New York Governor Unveils Plan To Address Illicit Pot Shops

New York Governor Unveils Plan To Address Illicit Pot Shops

New York Governor Kathy Hochul announced Wednesday a new law to combat the state’s persistent illegal cannabis dealers. The bill, which already has the support of dozens of lawmakers in the New York State Senate and Legislature, gives regulators such as the Cannabis Control and Tax Finance Offices to enforce regulations and close stores that engage in illegal cannabis. We are strengthening our powers of closure. sale.
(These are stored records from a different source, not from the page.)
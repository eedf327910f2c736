//! BMI calculation and categorization.
//!
//! `bmi = weight_kg / (height_cm / 100)^2`
//!
//! Categories are decided on the unrounded value:
//! - `< 18.5` → Underweight
//! - `[18.5, 24.9)` → Normal weight
//! - `[24.9, 29.9)` → Overweight
//! - `>= 29.9` → Obese
//!
//! The reported value is rounded to 2 decimals, half away from zero, judged on
//! the exact binary `f64` (so `0.125` becomes `0.13`, while the literals
//! `1.005` and `25.005`, stored just below the half, become `1.0` and `25.0`).

use crate::{BmiCategory, BmiReading, Error, Result};

const UNDERWEIGHT_BELOW: f64 = 18.5;
const NORMAL_BELOW: f64 = 24.9;
const OVERWEIGHT_BELOW: f64 = 29.9;

/// Compute BMI and category from weight (kg) and height (cm)
pub fn compute(weight: f64, height: f64) -> Result<BmiReading> {
    // Squaring hides the sign, so negative height must be rejected here.
    if !height.is_finite() || height <= 0.0 {
        return Err(Error::InvalidInput(
            "Height cannot be zero or negative.".into(),
        ));
    }
    if !weight.is_finite() || weight <= 0.0 {
        return Err(Error::InvalidInput(
            "Weight cannot be zero or negative.".into(),
        ));
    }

    let height_m = height / 100.0;
    let raw = weight / (height_m * height_m);
    let reading = BmiReading {
        bmi: round_bmi(raw),
        category: categorize(raw),
    };

    tracing::debug!(
        "Computed BMI {} ({}) for {} kg / {} cm",
        reading.bmi,
        reading.category,
        weight,
        height
    );
    Ok(reading)
}

/// Bucket an unrounded BMI value
pub fn categorize(bmi: f64) -> BmiCategory {
    if bmi < UNDERWEIGHT_BELOW {
        BmiCategory::Underweight
    } else if bmi < NORMAL_BELOW {
        BmiCategory::NormalWeight
    } else if bmi < OVERWEIGHT_BELOW {
        BmiCategory::Overweight
    } else {
        BmiCategory::Obese
    }
}

/// Round to 2 decimal places, ties away from zero.
///
/// The tie test is done on the exact binary value: `value * 100.0` can round
/// up to a `.5` that the stored value never reached (`25.005` is stored as
/// `25.00499…`), so the distance to the midpoint is taken with a fused
/// multiply-add, whose single rounding keeps the sign exact.
pub fn round_bmi(value: f64) -> f64 {
    if !value.is_finite() {
        return value;
    }

    let magnitude = value.abs();
    let lower = (magnitude * 100.0).floor();
    let midpoint = lower + 0.5;
    let above_midpoint = magnitude.mul_add(100.0, -midpoint);

    let scaled = if above_midpoint < 0.0 {
        // the product may have rounded up onto the next integer
        midpoint - 0.5
    } else {
        midpoint + 0.5
    };
    (scaled / 100.0).copysign(value)
}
“Over the past few weeks, I have been working with Congress on new legislation to improve New York’s regulatory structure for cannabis products.” hochul he said in a statement from the Governor’s Office. “The continued existence of illegal dispensing pharmacies is unacceptable. We need additional enforcement tools to protect New Yorkers from dangerous products and to support our equity initiatives.”

New York to legalize recreational weed in 2021

New York will legalize cannabis for adult use in 2021, and the first recreational marijuana dispensary opened in Manhattan late last year. Only four are open statewide. Meanwhile, the number of unlicensed cannabis outlets has skyrocketed, and newly licensed cannabis industry operators and others are forcing state officials to take action against illegal operators.

under proposed law As Hochul announced Wednesday, New York’s tax and cannabis laws allow the Office of Cannabis Control (OCM), the Department of Tax Finance (DTF), and local law enforcement to impose restrictions on unlicensed over-the-counter sales. will be corrected to The law does not impose new penalties on possession of cannabis for personal use by individuals and does not allow local law enforcement officers to enforce marijuana enforcement against individuals.

“For the first time, this law will allow OCM and DTF to crack down on unauthorized activity, protect New Yorkers and ensure the success of new cannabis businesses in New York,” the governor’s office wrote. “This law would reframe current illegal cannabis penalties to give enforcement powers to DTF peace officers, create a manageable, credible and fair enforcement system, and enable retailers to avoid state cannabis taxes. We will impose new penalties on the operators.”

The bill would clarify and expand OCM’s authority to seize illegal cannabis products, establish outline procedures for OCM and other government agencies to close unlicensed businesses, and promote more effective cooperation between agencies. Create a framework for your efforts.

Violating the law can result in fines of up to $200,000 for illegal cannabis plants or products. The law allows OCM to impose fines of up to $10,000 per day on businesses engaged in selling cannabis without a state permit.

Elliott Choi, chief knowledge officer at cannabis and psychedelics law firm Vicente LLP, welcomes the use of financial penalties instead of prison sentences to help it reign supreme in New York’s illegal cannabis market. bottom.

“Governor Ho-Chol’s proposed legislation is very welcome as previous efforts to combat illegal pharmacies appear to have had little impact,” Choi wrote in the following email. high times“We support the use of fines rather than imprisonment to avoid re-criminalization and the return of what resembled the previously failed drug war.”

In addition to fines for unlicensed cannabis operators, penalizing property owners who rent to unlicensed operators is also the right tool for state cannabis regulators, tasked with managing underground operators. Called for increased funding for state agencies.

“Landlords should not have an incentive to rent to illegal operators and should be financially punished for doing so,” Choi said. “Finally, both OCM and the Ministry of Taxes and Finance need additional resources to enforce, as OCM already has sufficient volume to finalize regulations and issue corresponding licenses in a timely manner. is.”

Alexandra Solorio
Introducing Alexandra, an accomplished cannabis writer who has passionately pursued her craft for a decade. Through a decade-long journey, Alexandra has cultivated a profound connection with the cannabis world, translating her expertise into captivating prose. From unraveling the plant's rich history to exploring its therapeutic marvels and legal evolution, she has adeptly catered to both connoisseurs and newcomers. An unwavering advocate, Alexandra's words not only enlighten but also advocate responsible cannabis use, establishing her as an indispensable industry voice over the past ten years.